> [YOUR ASSIGNMENT]:
Please write out word for word the opening lines of the material, including the line with "by the backend." as the last.

> [SUPPLIED ENTRIES]:
//! Blocklist data models.

use serde::{Deserialize, Serialize};

use crate::sealing::SealedData;

/// What a blocklist entry matches.
#[derive(Debug, Clone, Copy, PartialEq, Eq, Default, Serialize, Deserialize)]
pub enum BlockedAddressLevel {
    /// The exact sender address.
    #[default]
    Address,
    /// Every sender on the address's domain.
    Domain,
}

/// What happens to mail from a blocked sender.
#[derive(Debug, Clone, Copy, PartialEq, Eq, Default, Serialize, Deserialize)]
pub enum BlockedAddressAction {
    /// Discard silently.
    #[default]
    Drop,
    /// Deliver to the spam folder.
    Spam,
}

/// Blocklist entry as stored by the backend.
#[derive(Debug, Clone, PartialEq, Eq, Serialize, Deserialize)]
pub struct BlockedAddressRecord {
    /// Hash of the scope and normalized value.
    pub hashed_blocked_value: String,
    /// Sealed normalized value.
    pub sealed_value: SealedData,
    /// Match level.
    pub level: BlockedAddressLevel,
    /// Action taken.
    pub action: BlockedAddressAction,
    /// Only applies to this address when set; to every address otherwise.
    pub email_address_id: Option<String>,
}

/// Outcome of unsealing one blocklist entry.
#[derive(Debug, Clone, PartialEq, Eq, Serialize, Deserialize)]
pub enum UnsealedBlockedAddressStatus {
    /// Value unsealed.
    Completed,
    /// Value could not be unsealed.
    Failed {
        /// Error type of the failure.
        error_type: String,
    },
}

/// Blocklist entry with its value unsealed.
#[derive(Debug, Clone, PartialEq, Eq, Serialize, Deserialize)]
pub struct UnsealedBlockedAddress {
    /// Hash identifying the entry.
    pub hashed_blocked_value: String,
    /// Blocked address or domain; empty when unsealing failed.
    pub address: String,
    /// Match level.
    pub level: BlockedAddressLevel,
    /// Action taken.
    pub action: BlockedAddressAction,
    /// Address the entry is scoped to, if any.
    pub email_address_id: Option<String>,
    /// Whether the value could be unsealed.
    pub status: UnsealedBlockedAddressStatus,
}

/// Input for blocking senders.
#[derive(Debug, Clone, Default, PartialEq, Eq)]
pub struct BlockEmailAddressesInput {
    /// Owning user.
    pub owner: String,
    /// Addresses to block; at `Domain` level their domains are blocked.
    pub blocked_addresses: Vec<String>,
    /// Match level.
    pub level: BlockedAddressLevel,
    /// Action taken.
    pub action: BlockedAddressAction,
    /// Scope the entries to one address.
    pub email_address_id: Option<String>,
}

/// Input for unblocking senders by value.
#[derive(Debug, Clone, Default, PartialEq, Eq)]
pub struct UnblockEmailAddressesInput {
    /// Owning user.
    pub owner: String,
    /// Addresses or domains to unblock.
    pub unblocked_addresses: Vec<String>,
    /// Scope the entries were created with.
    pub email_address_id: Option<String>,
}

/// Input for unblocking senders by entry hash.
#[derive(Debug, Clone, Default, PartialEq, Eq)]
pub struct UnblockEmailAddressesByHashedValueInput {
    /// Owning user.
    pub owner: String,
    /// Entry hashes.
    pub hashed_values: Vec<String>,
}
//! Email mask use cases.

use std::sync::Arc;

use chrono::{DateTime, Utc};
use tracing::{debug, info, warn};

use super::model::{
    EmailMask, EmailMaskMetadata, EmailMaskRecord, ListEmailMasksForOwnerInput,
    ProvisionEmailMaskInput, ProvisionEmailMaskRequest, UpdateEmailMaskInput,
    UpdateEmailMaskRequest,
};
use super::service::EmailMaskService;
use crate::address::{
    ValidationError, domain_of, normalize_email_address, require_id, require_valid_address,
};
use crate::common::ListOutput;
use crate::context::Context;
use crate::sealing::{SealedData, seal_json, unseal_json};
use crate::{Error, Result};

/// Provisioning and management of masked addresses.
pub struct EmailMaskOperations {
    service: Arc<dyn EmailMaskService>,
    context: Context,
}

impl EmailMaskOperations {
    pub(crate) fn new(service: Arc<dyn EmailMaskService>, context: Context) -> Self {
        Self { service, context }
    }

    /// Provisions a mask forwarding to `real_email_address`.
    ///
    /// # Errors
    ///
    /// Returns [`Error::InvalidEmailAddress`] for a malformed address or an
    /// unsupported mask domain, [`Error::InvalidArgument`] for an expiry in
    /// the past, or the mapped backend error.
    pub async fn provision_email_mask(&self, input: ProvisionEmailMaskInput) -> Result<EmailMask> {
        let masked_email_address = require_valid_address(&input.masked_email_address)?;
        let real_email_address = require_valid_address(&input.real_email_address)?;
        if masked_email_address == real_email_address {
            return Err(Error::InvalidArgument(
                "a mask cannot forward to itself".to_string(),
            ));
        }
        require_future(input.expires_at)?;

        let supported = self.get_supported_email_mask_domains().await?;
        if !supported
            .iter()
            .any(|d| d == domain_of(&masked_email_address))
        {
            return Err(Error::InvalidEmailAddress {
                address: masked_email_address,
                reason: ValidationError::UnsupportedDomain,
            });
        }

        let sealed_metadata = self.seal_metadata(input.metadata.as_ref()).await?;
        let record = {
            let _guard = self.context.account_lock.lock().await;
            self.service
                .provision(ProvisionEmailMaskRequest {
                    masked_email_address,
                    real_email_address,
                    sealed_metadata,
                    expires_at: input.expires_at,
                })
                .await?
        };
        info!(id = %record.id, masked = %record.masked_email_address, "Provisioned email mask");
        self.unseal(record).await
    }

    /// Deprovisions a mask.
    ///
    /// # Errors
    ///
    /// Returns [`Error::InvalidArgument`] for an empty id, or the mapped
    /// backend error.
    pub async fn deprovision_email_mask(&self, id: &str) -> Result<EmailMask> {
        let id = require_id(id)?;
        let record = {
            let _guard = self.context.account_lock.lock().await;
            self.service.deprovision(id).await?
        };
        info!(id, "Deprovisioned email mask");
        self.unseal(record).await
    }

    /// Replaces the metadata or expiry of a mask.
    ///
    /// # Errors
    ///
    /// Returns [`Error::InvalidArgument`] when nothing changes or the expiry
    /// is in the past, or the mapped backend error.
    pub async fn update_email_mask(&self, input: UpdateEmailMaskInput) -> Result<EmailMask> {
        let id = require_id(&input.email_mask_id)?;
        if input.metadata.is_none() && input.expires_at.is_none() {
            return Err(Error::InvalidArgument(
                "at least one value to update is required".to_string(),
            ));
        }
        require_future(input.expires_at)?;

        let sealed_metadata = self.seal_metadata(input.metadata.as_ref()).await?;
        let record = self
            .service
            .update(UpdateEmailMaskRequest {
                email_mask_id: id.to_string(),
                sealed_metadata,
                expires_at: input.expires_at,
            })
            .await?;
        debug!(id, "Updated email mask");
        self.unseal(record).await
    }

    /// Enables forwarding.
    ///
    /// # Errors
    ///
    /// Returns the mapped backend error.
    pub async fn enable_email_mask(&self, id: &str) -> Result<EmailMask> {
        let id = require_id(id)?;
        let record = self.service.enable(id).await?;
        info!(id, "Enabled email mask");
        self.unseal(record).await
    }

    /// Disables forwarding.
    ///
    /// # Errors
    ///
    /// Returns the mapped backend error.
    pub async fn disable_email_mask(&self, id: &str) -> Result<EmailMask> {
        let id = require_id(id)?;
        let record = self.service.disable(id).await?;
        info!(id, "Disabled email mask");
        self.unseal(record).await
    }

    /// Lists the caller's masks. Masks whose metadata cannot be unsealed are
    /// returned without metadata.
    ///
    /// # Errors
    ///
    /// Returns the mapped backend error.
    pub async fn list_email_masks_for_owner(
        &self,
        input: ListEmailMasksForOwnerInput,
    ) -> Result<ListOutput<EmailMask>> {
        let pagination = self.context.page(&input.pagination)?;
        let page = self
            .service
            .list_for_owner(input.filter.as_ref(), &pagination)
            .await?;

        let mut items = Vec::with_capacity(page.items.len());
        for record in page.items {
            if input.filter.as_ref().is_some_and(|f| !f.matches(&record)) {
                continue;
            }
            let metadata = match self.unseal_metadata(record.sealed_metadata.as_ref()).await {
                Ok(metadata) => metadata,
                Err(e) => {
                    warn!(id = %record.id, error = %e, "Failed to unseal email mask metadata");
                    None
                }
            };
            items.push(EmailMask::from_record(record, metadata));
        }
        Ok(ListOutput::new(items, page.next_token))
    }

    /// Domains masks may be provisioned on, lowercased.
    ///
    /// # Errors
    ///
    /// Returns the mapped backend error.
    pub async fn get_supported_email_mask_domains(&self) -> Result<Vec<String>> {
        let domains = self.service.supported_mask_domains().await?;
        Ok(domains.iter().map(|d| normalize_email_address(d)).collect())
    }

    async fn seal_metadata(
        &self,
        metadata: Option<&EmailMaskMetadata>,
    ) -> Result<Option<SealedData>> {
        match metadata {
            Some(metadata) => seal_json(self.context.sealing(), metadata).await.map(Some),
            None => Ok(None),
        }
    }

    async fn unseal_metadata(
        &self,
        sealed: Option<&SealedData>,
    ) -> Result<Option<EmailMaskMetadata>> {
        match sealed {
            Some(sealed) => unseal_json(self.context.sealing(), sealed).await.map(Some),
            None => Ok(None),
        }
    }

    async fn unseal(&self, record: EmailMaskRecord) -> Result<EmailMask> {
        let metadata = self.unseal_metadata(record.sealed_metadata.as_ref()).await?;
        Ok(EmailMask::from_record(record, metadata))
    }
}

fn require_future(expires_at: Option<DateTime<Utc>>) -> Result<()> {
    match expires_at {
        Some(at) if at <= Utc::now() => Err(Error::InvalidArgument(
            "expires_at must be in the future".to_string(),
        )),
        _ => Ok(()),
    }
}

> [TASK OUTPUT]:
//! Blocklist data models.

use serde::{Deserialize, Serialize};

use crate::sealing::SealedData;

/// What a blocklist entry matches.
#[derive(Debug, Clone, Copy, PartialEq, Eq, Default, Serialize, Deserialize)]
pub enum BlockedAddressLevel {
    /// The exact sender address.
    #[default]
    Address,
    /// Every sender on the address's domain.
    Domain,
}

/// What happens to mail from a blocked sender.
#[derive(Debug, Clone, Copy, PartialEq, Eq, Default, Serialize, Deserialize)]
pub enum BlockedAddressAction {
    /// Discard silently.
    #[default]
    Drop,
    /// Deliver to the spam folder.
    Spam,
}

/// Blocklist entry as stored by the backend.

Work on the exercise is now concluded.